§ EXERCISE BRIEF: Spot each line in the data below containing "Clone" and copy it.

§ PROVIDED DATA:
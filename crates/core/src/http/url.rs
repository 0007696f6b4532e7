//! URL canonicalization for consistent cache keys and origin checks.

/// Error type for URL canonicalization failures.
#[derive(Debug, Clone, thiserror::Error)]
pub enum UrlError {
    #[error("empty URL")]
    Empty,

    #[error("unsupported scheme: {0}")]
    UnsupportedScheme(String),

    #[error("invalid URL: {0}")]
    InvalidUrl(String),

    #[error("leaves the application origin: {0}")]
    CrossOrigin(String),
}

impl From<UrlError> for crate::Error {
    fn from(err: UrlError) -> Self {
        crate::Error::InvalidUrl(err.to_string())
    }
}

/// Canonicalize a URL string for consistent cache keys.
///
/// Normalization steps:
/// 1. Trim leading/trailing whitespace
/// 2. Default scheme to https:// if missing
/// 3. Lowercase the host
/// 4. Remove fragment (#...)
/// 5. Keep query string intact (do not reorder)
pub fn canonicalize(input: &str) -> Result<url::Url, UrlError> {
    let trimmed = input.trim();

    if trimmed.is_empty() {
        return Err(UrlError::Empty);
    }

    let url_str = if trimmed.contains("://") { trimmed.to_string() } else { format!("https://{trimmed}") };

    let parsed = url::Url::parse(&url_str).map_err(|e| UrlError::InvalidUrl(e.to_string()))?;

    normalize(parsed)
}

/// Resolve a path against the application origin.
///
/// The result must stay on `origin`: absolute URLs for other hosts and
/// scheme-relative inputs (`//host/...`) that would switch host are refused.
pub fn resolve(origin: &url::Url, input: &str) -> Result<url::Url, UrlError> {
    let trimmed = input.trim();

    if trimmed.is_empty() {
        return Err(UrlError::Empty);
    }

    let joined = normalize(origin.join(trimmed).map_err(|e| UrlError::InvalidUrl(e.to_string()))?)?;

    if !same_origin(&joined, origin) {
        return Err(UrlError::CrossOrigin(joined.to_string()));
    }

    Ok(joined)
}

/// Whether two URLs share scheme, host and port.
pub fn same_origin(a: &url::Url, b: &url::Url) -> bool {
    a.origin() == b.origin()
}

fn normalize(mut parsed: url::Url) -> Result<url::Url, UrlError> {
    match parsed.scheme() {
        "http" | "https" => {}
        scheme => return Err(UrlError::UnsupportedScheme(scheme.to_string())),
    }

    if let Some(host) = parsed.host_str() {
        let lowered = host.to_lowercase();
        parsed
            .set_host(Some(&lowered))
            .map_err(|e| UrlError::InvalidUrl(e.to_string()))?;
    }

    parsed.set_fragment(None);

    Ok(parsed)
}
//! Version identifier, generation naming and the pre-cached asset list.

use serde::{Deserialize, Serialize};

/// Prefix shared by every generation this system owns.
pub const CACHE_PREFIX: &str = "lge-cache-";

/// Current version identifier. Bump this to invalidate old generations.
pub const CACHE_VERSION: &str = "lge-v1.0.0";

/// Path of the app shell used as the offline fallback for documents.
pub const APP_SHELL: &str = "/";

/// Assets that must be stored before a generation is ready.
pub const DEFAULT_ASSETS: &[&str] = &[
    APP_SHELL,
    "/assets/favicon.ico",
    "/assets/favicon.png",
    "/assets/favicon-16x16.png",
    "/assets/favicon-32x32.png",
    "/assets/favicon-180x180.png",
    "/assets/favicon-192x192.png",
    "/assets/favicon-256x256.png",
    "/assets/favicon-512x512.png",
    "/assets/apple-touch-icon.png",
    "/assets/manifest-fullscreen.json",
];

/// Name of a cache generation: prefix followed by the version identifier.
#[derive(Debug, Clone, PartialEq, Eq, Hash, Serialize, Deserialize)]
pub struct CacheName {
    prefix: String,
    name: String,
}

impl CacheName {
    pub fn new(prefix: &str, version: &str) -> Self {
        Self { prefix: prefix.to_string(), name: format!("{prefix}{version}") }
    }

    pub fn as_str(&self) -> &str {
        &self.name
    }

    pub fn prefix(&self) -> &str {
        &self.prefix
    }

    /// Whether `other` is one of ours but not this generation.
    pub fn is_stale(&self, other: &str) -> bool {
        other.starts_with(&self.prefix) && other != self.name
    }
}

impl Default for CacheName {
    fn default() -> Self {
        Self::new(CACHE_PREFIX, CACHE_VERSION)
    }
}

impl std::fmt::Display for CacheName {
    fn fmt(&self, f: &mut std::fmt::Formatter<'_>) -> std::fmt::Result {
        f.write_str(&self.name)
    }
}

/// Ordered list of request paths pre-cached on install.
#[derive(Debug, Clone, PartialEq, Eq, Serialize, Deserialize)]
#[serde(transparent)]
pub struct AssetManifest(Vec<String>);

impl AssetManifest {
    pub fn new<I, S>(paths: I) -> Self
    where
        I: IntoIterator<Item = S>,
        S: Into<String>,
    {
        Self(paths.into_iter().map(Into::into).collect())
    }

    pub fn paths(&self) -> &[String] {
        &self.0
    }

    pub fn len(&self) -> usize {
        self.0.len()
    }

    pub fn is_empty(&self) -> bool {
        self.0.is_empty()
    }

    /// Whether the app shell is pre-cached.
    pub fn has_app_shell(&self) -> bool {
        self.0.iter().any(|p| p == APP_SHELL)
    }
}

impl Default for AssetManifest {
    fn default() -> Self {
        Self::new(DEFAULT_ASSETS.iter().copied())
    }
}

§ OUTPUT OF THE EXERCISE:
#[derive(Debug, Clone, thiserror::Error)]
#[derive(Debug, Clone, PartialEq, Eq, Hash, Serialize, Deserialize)]
#[derive(Debug, Clone, PartialEq, Eq, Serialize, Deserialize)]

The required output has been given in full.